**Assignment:**
Going down the data below, set down exactly the line with "pub fn find_by_url(&self, url: &str)" and each line after it through the line with "name or domain"; no other lines.

■ ■ ■ ■ ■

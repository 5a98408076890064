use crate::config::types::{Settings, SiteDescription};
use crate::config::validation::{validate_settings, validate_site};
use crate::url::{is_url, site_domain};
use crate::ConfigError;
use sha2::{Digest, Sha256};
use std::path::{Path, PathBuf};
use url::Url;

impl Settings {
    /// Parses and validates settings from TOML text
    pub fn from_toml(content: &str) -> Result<Self, ConfigError> {
        let settings: Settings = toml::from_str(content)?;
        validate_settings(&settings)?;
        Ok(settings)
    }
}

impl SiteDescription {
    /// Parses and validates a site description from TOML text
    pub fn from_toml(content: &str) -> Result<Self, ConfigError> {
        let site: SiteDescription = toml::from_str(content)?;
        validate_site(&site)?;
        Ok(site)
    }
}

/// Loads the settings file
///
/// Relative `state-file`, `site-dir` and destination paths are resolved
/// against the directory holding the settings file.
///
/// # Arguments
///
/// * `path` - Path to the TOML settings file
///
/// # Returns
///
/// * `Ok(Settings)` - Successfully loaded and validated settings
/// * `Err(ConfigError)` - Failed to load, parse, or validate the settings
pub fn load_settings(path: &Path) -> Result<Settings, ConfigError> {
    let content = std::fs::read_to_string(path)?;
    let mut settings = Settings::from_toml(&content)?;

    let root = path.parent().unwrap_or_else(|| Path::new("."));
    settings.state_file = anchor(root, &settings.state_file);
    settings.site_dir = anchor(root, &settings.site_dir);
    settings.destination.path = anchor(root, &settings.destination.path);
    settings.destination.staging = settings
        .destination
        .staging
        .as_ref()
        .map(|p| anchor(root, p));

    Ok(settings)
}

fn anchor(root: &Path, path: &Path) -> PathBuf {
    if path.is_absolute() {
        path.to_path_buf()
    } else {
        root.join(path)
    }
}

/// Loads one site description file
pub fn load_site(path: &Path) -> Result<SiteDescription, ConfigError> {
    let content = std::fs::read_to_string(path)?;
    SiteDescription::from_toml(&content)
        .map_err(|e| ConfigError::Validation(format!("{}: {}", path.display(), e)))
}

/// Computes a SHA-256 hash of a configuration file's content
///
/// Logged next to each site description so a changed file is easy to spot
/// when diagnosing a broken crawl.
pub fn compute_config_hash(path: &Path) -> Result<String, ConfigError> {
    let content = std::fs::read_to_string(path)?;
    let mut hasher = Sha256::new();
    hasher.update(content.as_bytes());
    let result = hasher.finalize();
    Ok(hex::encode(result))
}

/// Every site description found in the site directory
#[derive(Debug, Clone, Default)]
pub struct SiteRegistry {
    sites: Vec<SiteDescription>,
}

impl SiteRegistry {
    pub fn new(sites: Vec<SiteDescription>) -> Self {
        Self { sites }
    }

    /// Loads every `*.toml` file in `dir`, in filename order
    ///
    /// A malformed description is a fatal error: it would otherwise surface
    /// mid-run as a silently skipped site.
    pub fn load_dir(dir: &Path) -> Result<Self, ConfigError> {
        let mut paths: Vec<PathBuf> = std::fs::read_dir(dir)?
            .filter_map(|entry| entry.ok().map(|e| e.path()))
            .filter(|p| p.extension().map_or(false, |ext| ext == "toml"))
            .collect();
        paths.sort();

        let mut sites = Vec::with_capacity(paths.len());
        for path in paths {
            let site = load_site(&path)?;
            let hash = compute_config_hash(&path)?;
            tracing::debug!(
                "Loaded site '{}' from {} (hash: {})",
                site.name,
                path.display(),
                hash
            );
            sites.push(site);
        }

        tracing::info!("Loaded {} site descriptions from {}", sites.len(), dir.display());
        Ok(Self { sites })
    }

    pub fn sites(&self) -> &[SiteDescription] {
        &self.sites
    }

    /// Finds the site whose domain matches the URL's host
    pub fn find_by_url(&self, url: &str) -> Option<&SiteDescription> {
        let parsed = Url::parse(url).ok()?;
        let domain = site_domain(&parsed)?;
        self.sites
            .iter()
            .find(|s| s.domain.trim_start_matches("www.").eq_ignore_ascii_case(&domain))
    }

    /// Finds a site by shortcode, name or domain
    pub fn find_by_identifier(&self, identifier: &str) -> Option<&SiteDescription> {
        self.sites.iter().find(|s| s.matches_identifier(identifier))
    }

    /// Resolves a command-line target: URLs by host, anything else by identifier
    pub fn resolve(&self, target: &str) -> Option<&SiteDescription> {
        if is_url(target) {
            self.find_by_url(target)
        } else {
            self.find_by_identifier(target)
        }
    }
}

■ ■ ■ ■ ■

**Solution to the problem:**
    pub fn find_by_url(&self, url: &str) -> Option<&SiteDescription> {
        let parsed = Url::parse(url).ok()?;
        let domain = site_domain(&parsed)?;
        self.sites
            .iter()
            .find(|s| s.domain.trim_start_matches("www.").eq_ignore_ascii_case(&domain))
    }

    /// Finds a site by shortcode, name or domain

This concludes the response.